Como muchas otras, la novela finge el pretexto de ser un manuscrito que el narrador encontró y que, por lo curioso del caso decide dar a la imprenta. Dividida en tres partes, la primera la componen las cartas que Luis de Vargas, un joven a punto de convertirse en sacerdote, envía a su tío, confesor suyo y deán.
Estas cartas, que en principio dan cuenta de los días que el joven pasa junto a su padre, como despedida antes de tomar los hábitos, pronto empiezan a cantar las alabanzas de Pepita Jiménez. Pepita es una joven viuda de la localidad que, en principio atrae la atención del mozo debido a las atenciones que su padre le profesa. Como Luis cree que la mujer será su madrastra, considera lícito interesarse por ella.
Pero la primavera andaluza, la belleza de Pepita y la juventud de Luis pronto harán que el interés del seminarista comience a ser de índole romántica. Aunque, como suele suceder, él sea el último en comprender sus sentimientos.
Las cartas que dirige a su tío el deán demuestran su falta de conocimiento del mundo. Preservada por los muros del seminario, su vocación jamás ha sido puesta a prueba, lo que le permite mostrar cierta soberbia en la seguridad de que nada le puede hacer flaquear.
Mucho antes de que Luis comprenda que ha caído, ya lo sabe el lector, que asiste al nacimiento de su amor durante excursiones campestres y visitas de cumplido, para luego verle sumirse en una feroz lucha interior. Porque cuando Luis comprende que ama a Pepita, todo aquello en cuanto cree y toda la vida que había imaginado para sí se tambalea.
Distinto es el caso de Pepita, que un narrador desconocido, probablemente el deán, describe en la segunda parte de la novela. Pepita, mucho más experimentada que el bisoño elegido de su corazón, tiene claros sus sentimientos en cuanto conoce a Luis. Y como el lector, sabe que él también la ama antes que él mismo.
Aunque no será ella quien propicie la ocasión, llegado el caso sabe defender ante Luis su amor con una decisión poco habitual en las heroínas decimonónicas, siempre más apocadas y pasivas.

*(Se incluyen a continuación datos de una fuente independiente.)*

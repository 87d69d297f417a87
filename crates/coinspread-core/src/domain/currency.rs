use std::fmt::{Display, Formatter};

use serde::{Deserialize, Serialize};

use crate::ValidationError;

const MAX_CURRENCY_LEN: usize = 20;

/// Normalized currency code (e.g. `BTC`, `USDT`, `1INCH`).
#[derive(Debug, Clone, PartialEq, Eq, Hash, Serialize, Deserialize)]
#[serde(try_from = "String", into = "String")]
pub struct Currency(String);

impl Currency {
    /// Parse and normalize a currency code to uppercase.
    pub fn parse(input: &str) -> Result<Self, ValidationError> {
        let trimmed = input.trim();
        if trimmed.is_empty() {
            return Err(ValidationError::EmptyCurrency);
        }

        let normalized = trimmed.to_ascii_uppercase();
        let len = normalized.chars().count();
        if len > MAX_CURRENCY_LEN {
            return Err(ValidationError::CurrencyTooLong {
                len,
                max: MAX_CURRENCY_LEN,
            });
        }

        for (index, ch) in normalized.chars().enumerate() {
            if !ch.is_ascii_alphanumeric() {
                return Err(ValidationError::CurrencyInvalidChar { ch, index });
            }
        }

        Ok(Self(normalized))
    }

    pub fn as_str(&self) -> &str {
        &self.0
    }
}

impl Display for Currency {
    fn fmt(&self, f: &mut Formatter<'_>) -> std::fmt::Result {
        f.write_str(self.as_str())
    }
}

impl TryFrom<String> for Currency {
    type Error = ValidationError;

    fn try_from(value: String) -> Result<Self, Self::Error> {
        Self::parse(&value)
    }
}

impl TryFrom<&str> for Currency {
    type Error = ValidationError;

    fn try_from(value: &str) -> Result<Self, Self::Error> {
        Self::parse(value)
    }
}

impl From<Currency> for String {
    fn from(value: Currency) -> Self {
        value.0
    }
}

/// Two currency codes as entered by the user.
///
/// Exchanges disagree on which leg is base and which is quote, so adapters
/// probe both [`joined`](CurrencyPair::joined) and
/// [`reversed`](CurrencyPair::reversed) spellings.
#[derive(Debug, Clone, PartialEq, Eq, Hash, Serialize, Deserialize)]
pub struct CurrencyPair {
    pub first: Currency,
    pub second: Currency,
}

impl CurrencyPair {
    pub fn new(first: Currency, second: Currency) -> Result<Self, ValidationError> {
        if first == second {
            return Err(ValidationError::IdenticalCurrencies {
                code: first.into(),
            });
        }
        Ok(Self { first, second })
    }

    pub fn parse(first: &str, second: &str) -> Result<Self, ValidationError> {
        Self::new(Currency::parse(first)?, Currency::parse(second)?)
    }

    /// `first + separator + second`, e.g. `BTCUSDT` or `BTC_USDT`.
    pub fn joined(&self, separator: &str) -> String {
        format!("{}{separator}{}", self.first, self.second)
    }

    /// `second + separator + first`.
    pub fn reversed(&self, separator: &str) -> String {
        format!("{}{separator}{}", self.second, self.first)
    }

    /// Both spellings, requested ordering first.
    pub fn orderings(&self, separator: &str) -> [String; 2] {
        [self.joined(separator), self.reversed(separator)]
    }
}

impl Display for CurrencyPair {
    fn fmt(&self, f: &mut Formatter<'_>) -> std::fmt::Result {
        write!(f, "{}/{}", self.first, self.second)
    }
}

#[cfg(test)]
mod tests {
    use super::*;

    #[test]
    fn parses_and_normalizes_currency() {
        let parsed = Currency::parse(" usdt ").expect("currency should parse");
        assert_eq!(parsed.as_str(), "USDT");
    }

    #[test]
    fn accepts_leading_digits() {
        let parsed = Currency::parse("1inch").expect("currency should parse");
        assert_eq!(parsed.as_str(), "1INCH");
    }

    #[test]
    fn rejects_separators_inside_code() {
        let err = Currency::parse("BTC_USDT").expect_err("must fail");
        assert!(matches!(
            err,
            ValidationError::CurrencyInvalidChar { ch: '_', index: 3 }
        ));
    }

    #[test]
    fn rejects_blank_input() {
        assert_eq!(Currency::parse("   "), Err(ValidationError::EmptyCurrency));
    }

    #[test]
    fn pair_builds_both_orderings() {
        let pair = CurrencyPair::parse("btc", "usdt").expect("valid pair");
        assert_eq!(pair.joined(""), "BTCUSDT");
        assert_eq!(pair.reversed("_"), "USDT_BTC");
        assert_eq!(
            pair.orderings("_"),
            [String::from("BTC_USDT"), String::from("USDT_BTC")]
        );
    }

    #[test]
    fn pair_rejects_identical_legs() {
        let err = CurrencyPair::parse("eth", "ETH").expect_err("must fail");
        assert!(matches!(err, ValidationError::IdenticalCurrencies { .. }));
    }
}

La tercera parte nos presenta a los enamorados ya felizmente casados y explica cómo se arregló el que Luis abandonase su incipiente carrera eclesiástica, y su padre renunciase a la mano de Pepita, a la que aspiraba.
El final feliz, el estilo sosegado y la belleza de los ambientes y situaciones que describe dan a esta novela un cierto aire pastoril. Que el mundo no es así ya lo sabe el lector, pero ojalá lo fuera. Y siempre queda el consuelo de leer obras como Pepita Jiménez para olvidar un rato la prosaica realidad.
Varios son los motivos, Sra. Castro, que me sorprendieron cuando vi aparecer esta reseña en vuestro blog.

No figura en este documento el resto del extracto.